# TASK TO CARRY OUT:
A line belongs in the answer if it contains "GameState"; copy every such line from the entries below.
* * *
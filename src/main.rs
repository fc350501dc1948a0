//! Terminal match-3 runner (default binary).
//!
//! Drag a piece onto a neighbor with the left mouse button to swap them.
//! Matched runs are highlighted in their color. `q`, `Esc`, or Ctrl-C quits.
//!
//! Configuration comes from `MATCH3_*` environment variables (see
//! `tui_match3::core::config`). Set `MATCH3_LOG_PATH` to capture logs; the
//! terminal itself is owned by the renderer, so nothing is logged to it.

use std::fs::File;
use std::sync::Mutex;
use std::time::{Duration, Instant};

use anyhow::{Context, Result};
use crossterm::event::{self, Event, KeyEventKind};
use tracing::{info, warn};

use tui_match3::core::{BoardConfig, GameState, SwapOutcome};
use tui_match3::input::{pointer_action, should_quit, PointerCommand, PointerHandler};
use tui_match3::term::{BoardView, FrameBuffer, TerminalRenderer, Viewport};
use tui_match3::types::TICK_MS;

fn main() -> Result<()> {
    let config = BoardConfig::from_env().context("read MATCH3_* configuration")?;
    init_logging(config.log_path.as_deref())?;

    let game = GameState::new(&config).context("set up board")?;

    let mut term = TerminalRenderer::new();
    term.enter()?;

    let result = run(&mut term, game, BoardView::new(config.border_size));

    // Always try to restore terminal state.
    let _ = term.exit();
    result
}

fn init_logging(path: Option<&str>) -> Result<()> {
    let Some(path) = path else {
        return Ok(());
    };
    let file = File::create(path).with_context(|| format!("open log file {path}"))?;
    tracing_subscriber::fmt()
        .with_writer(Mutex::new(file))
        .with_ansi(false)
        .with_max_level(tracing::Level::DEBUG)
        .init();
    Ok(())
}

fn run(term: &mut TerminalRenderer, mut game: GameState, view: BoardView) -> Result<()> {
    let mut pointer = PointerHandler::default();
    let mut fb = FrameBuffer::new(0, 0);

    let mut last_tick = Instant::now();
    let tick_duration = Duration::from_millis(TICK_MS as u64);

    loop {
        // Render. The layout doubles as the hit-test for the next input.
        let (w, h) = crossterm::terminal::size().unwrap_or((80, 24));
        let layout = view.render_into(&game.snapshot(), Viewport::new(w, h), &mut fb);
        pointer.set_layout(layout);
        term.draw(&fb)?;

        // Input with timeout until next tick.
        let timeout = tick_duration
            .checked_sub(last_tick.elapsed())
            .unwrap_or_else(|| Duration::from_secs(0));

        if event::poll(timeout)? {
            match event::read()? {
                Event::Key(key) if key.kind == KeyEventKind::Press => {
                    if should_quit(key) {
                        info!(swaps = game.swaps(), "quit");
                        return Ok(());
                    }
                }
                Event::Mouse(mouse) => {
                    if let Some(command) = pointer_action(mouse).and_then(|a| pointer.handle(a)) {
                        apply(&mut game, command);
                    }
                }
                Event::Resize(..) => term.invalidate(),
                _ => {}
            }
        }

        // Tick.
        if last_tick.elapsed() >= tick_duration {
            last_tick = Instant::now();
            game.tick(TICK_MS);
        }
    }
}

fn apply(game: &mut GameState, command: PointerCommand) {
    match command {
        PointerCommand::BeginSelect(cell) => game.begin_select(cell),
        PointerCommand::DragTo(cell) => game.drag_to(cell),
        PointerCommand::Release => match game.release() {
            SwapOutcome::Swapped { a, b } => {
                info!(%a, %b, matched = game.highlights().matched_count(), "swap");
            }
            SwapOutcome::Rejected(err) => warn!(%err, "swap rejected"),
            SwapOutcome::Cancelled => {}
        },
    }
}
* * *
# RESPONSE TO THIS EXERCISE:
use tui_match3::core::{BoardConfig, GameState, SwapOutcome};
    let game = GameState::new(&config).context("set up board")?;
fn run(term: &mut TerminalRenderer, mut game: GameState, view: BoardView) -> Result<()> {
fn apply(game: &mut GameState, command: PointerCommand) {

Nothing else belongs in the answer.